A Perspective on Nrf2 Signaling Pathway for Neuroinflammation: A Potential Therapeutic Target in Alzheimer's and Parkinson's Diseases

Abstract

Neuroinflammation plays a pivotal role in Alzheimer's disease (AD) and Parkinson's disease (PD), the leading causes of dementia. These neurological disorders are characterized by the accumulation of misfolded proteins such as amyloid-ß (Aß), tau protein and α-synuclein, contributing to mitochondrial fragmentation, oxidative stress, and neuroinflammation. Misfolded proteins activate microglia, which induces neuroinflammation, expression of pro-inflammatory cytokines and subsequently facilitates synaptic damage and neuronal loss. So far, all the proposed drugs were based on the inhibition of protein aggregation and were failed in clinical trials.

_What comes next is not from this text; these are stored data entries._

//! Authenticated JSON client for the presentation API
//!
//! [`ApiClient::request`] is the raw contract: it always attaches the bearer
//! credential, sends an optional JSON body and hands back status, headers and
//! the body parsed as JSON (or the raw text when it is not JSON). It never
//! retries. The typed calls on top of it cover the four endpoints the
//! orchestrator uses.

use crate::config::Config;
use crate::error::{Error, RemoteError, Result};
use crate::types::{Deck, ExportFormat, ExportStart};
use reqwest::header::{ACCEPT, HeaderMap};
use reqwest::{Method, StatusCode};
use serde::de::DeserializeOwned;
use serde_json::{Value, json};
use tracing::debug;
use url::Url;

/// Longest error body (in characters) carried into an error message
const MAX_ERROR_BODY_CHARS: usize = 500;

/// Response body, parsed as JSON when possible
#[derive(Clone, Debug, PartialEq)]
pub enum ResponseBody {
    /// Body parsed as JSON
    Json(Value),
    /// Body that was empty or not valid JSON (e.g. an HTML error page)
    Text(String),
}

/// Status, headers and body of one API call
#[derive(Clone, Debug)]
pub struct ApiResponse {
    /// HTTP status
    pub status: StatusCode,
    /// Response headers (`retry-after` is read from here)
    pub headers: HeaderMap,
    /// Parsed body
    pub data: ResponseBody,
}

impl ApiResponse {
    /// Whether the status is 2xx
    pub fn is_success(&self) -> bool {
        self.status.is_success()
    }

    /// Decode a JSON body into a model
    ///
    /// A text body or a JSON body of the wrong shape is an [`Error::InvalidResponse`].
    pub fn json<T: DeserializeOwned>(&self) -> Result<T> {
        match &self.data {
            ResponseBody::Json(value) => T::deserialize(value).map_err(|e| {
                Error::InvalidResponse(format!("unexpected response shape: {e}"))
            }),
            ResponseBody::Text(text) => Err(Error::InvalidResponse(format!(
                "expected JSON, got: {}",
                truncate(text)
            ))),
        }
    }

    /// Best-effort human-readable error message from the body
    pub fn error_message(&self) -> String {
        match &self.data {
            ResponseBody::Json(value) => {
                let nested = value
                    .get("error")
                    .and_then(|e| e.get("message"))
                    .and_then(Value::as_str);
                let flat = value
                    .get("error")
                    .and_then(Value::as_str)
                    .or_else(|| value.get("message").and_then(Value::as_str));
                match nested.or(flat) {
                    Some(msg) => msg.to_string(),
                    None => truncate(&value.to_string()),
                }
            }
            ResponseBody::Text(text) if text.trim().is_empty() => self
                .status
                .canonical_reason()
                .unwrap_or("no response body")
                .to_string(),
            ResponseBody::Text(text) => truncate(text),
        }
    }

    /// Turn a non-2xx response into a [`RemoteError::Api`]
    fn into_remote_error(self, operation: &str) -> Error {
        Error::Remote(RemoteError::Api {
            operation: operation.to_string(),
            status: self.status.as_u16(),
            message: self.error_message(),
        })
    }
}

fn truncate(text: &str) -> String {
    let trimmed = text.trim();
    if trimmed.chars().count() <= MAX_ERROR_BODY_CHARS {
        trimmed.to_string()
    } else {
        let head: String = trimmed.chars().take(MAX_ERROR_BODY_CHARS).collect();
        format!("{head}…")
    }
}

fn parse_body(text: String) -> ResponseBody {
    if text.trim().is_empty() {
        return ResponseBody::Text(text);
    }
    match serde_json::from_str::<Value>(&text) {
        Ok(value) => ResponseBody::Json(value),
        Err(_) => ResponseBody::Text(text),
    }
}

/// HTTP client for the presentation API
///
/// Cheap to clone; the underlying connection pool is shared.
#[derive(Clone, Debug)]
pub struct ApiClient {
    http: reqwest::Client,
    base_url: Url,
    api_key: String,
}

impl ApiClient {
    /// Build a client from the configuration
    ///
    /// # Errors
    /// Returns error if the base URL is invalid or the HTTP client cannot be created
    pub fn new(config: &Config) -> Result<Self> {
        let mut base_url = Url::parse(&config.base_url)?;
        if base_url.cannot_be_a_base() {
            return Err(Error::config("base_url", "base URL cannot hold a path"));
        }
        // Keep any path prefix when joining endpoint paths
        let prefix = format!("{}/", base_url.path().trim_end_matches('/'));
        base_url.set_path(&prefix);

        let http = reqwest::Client::builder()
            .timeout(config.request_timeout)
            .connect_timeout(config.request_timeout)
            .user_agent(concat!("deckgen/", env!("CARGO_PKG_VERSION")))
            .build()?;

        Ok(Self {
            http,
            base_url,
            api_key: config.api_key.clone(),
        })
    }

    /// Issue an authenticated request against a path relative to the base URL
    ///
    /// The body, when present, is sent as JSON. The response body is parsed as
    /// JSON, falling back to raw text.
    pub async fn request(
        &self,
        method: Method,
        path: &str,
        body: Option<&Value>,
    ) -> Result<ApiResponse> {
        let url = self.base_url.join(path.trim_start_matches('/'))?;
        self.send(method, url, body).await
    }

    /// Create a deck from a prompt
    pub async fn create_deck(&self, prompt: &str, name: Option<&str>) -> Result<Deck> {
        let mut body = json!({ "prompt": prompt });
        if let Some(name) = name {
            body["name"] = Value::String(name.to_string());
        }

        let url = self.endpoint(&["v1", "decks"])?;
        let response = self.send(Method::POST, url, Some(&body)).await?;
        if !response.is_success() {
            return Err(response.into_remote_error("create deck"));
        }
        response.json()
    }

    /// Fetch the current state of a deck
    ///
    /// Returns the raw response so the poller can inspect the status code and
    /// the `retry-after` header.
    pub async fn get_deck(&self, deck_id: &str) -> Result<ApiResponse> {
        let url = self.endpoint(&["v1", "decks", deck_id])?;
        self.send(Method::GET, url, None).await
    }

    /// Start an export job for a completed deck
    pub async fn start_export(
        &self,
        deck_id: &str,
        format: ExportFormat,
        upscale: bool,
    ) -> Result<ExportStart> {
        let body = json!({ "format": format.as_str(), "upscale": upscale });

        let url = self.endpoint(&["v1", "decks", deck_id, "export"])?;
        let response = self.send(Method::POST, url, Some(&body)).await?;
        if !response.is_success() {
            return Err(response.into_remote_error("start export"));
        }
        response.json()
    }

    /// Fetch the current state of an export job
    pub async fn get_export(&self, deck_id: &str, export_id: &str) -> Result<ApiResponse> {
        let mut url = self.endpoint(&["v1", "decks", deck_id, "export"])?;
        url.query_pairs_mut().append_pair("export_id", export_id);
        self.send(Method::GET, url, None).await
    }

    /// Base URL with path segments appended (each segment percent-encoded)
    fn endpoint(&self, segments: &[&str]) -> Result<Url> {
        let mut url = self.base_url.clone();
        url.path_segments_mut()
            .map_err(|_| Error::config("base_url", "base URL cannot hold a path"))?
            .pop_if_empty()
            .extend(segments);
        Ok(url)
    }

    async fn send(&self, method: Method, url: Url, body: Option<&Value>) -> Result<ApiResponse> {
        let mut request = self
            .http
            .request(method.clone(), url.clone())
            .bearer_auth(&self.api_key)
            .header(ACCEPT, "application/json");
        if let Some(body) = body {
            request = request.json(body);
        }

        let response = request.send().await?;
        let status = response.status();
        let headers = response.headers().clone();
        let text = response.text().await?;

        debug!(
            method = %method,
            url = %url,
            status = status.as_u16(),
            "API response"
        );

        Ok(ApiResponse {
            status,
            headers,
            data: parse_body(text),
        })
    }
}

Therefore, the treatment options of dementia are still a challenging issue. Thus, it is worthwhile to study alternative therapeutic strategies. In this context, there is increasing data on the pivotal role of transcription factor NF- E2 p45-related factor 2 (Nrf2) on the redox homeostasis and anti-inflammatory functions in neurodegenerative disorders. Interestingly, Nrf2 signaling pathway has shown upregulation of antioxidant genes, inhibition of microglia-mediated inflammation, and improved mitochondrial function in neurodegenerative diseases, suggesting Nrf2 activation could be a novel therapeutic approach to target pathogenesis. The present review will examine the correlation between Nrf2 signaling with neuroinflammation in AD and PD.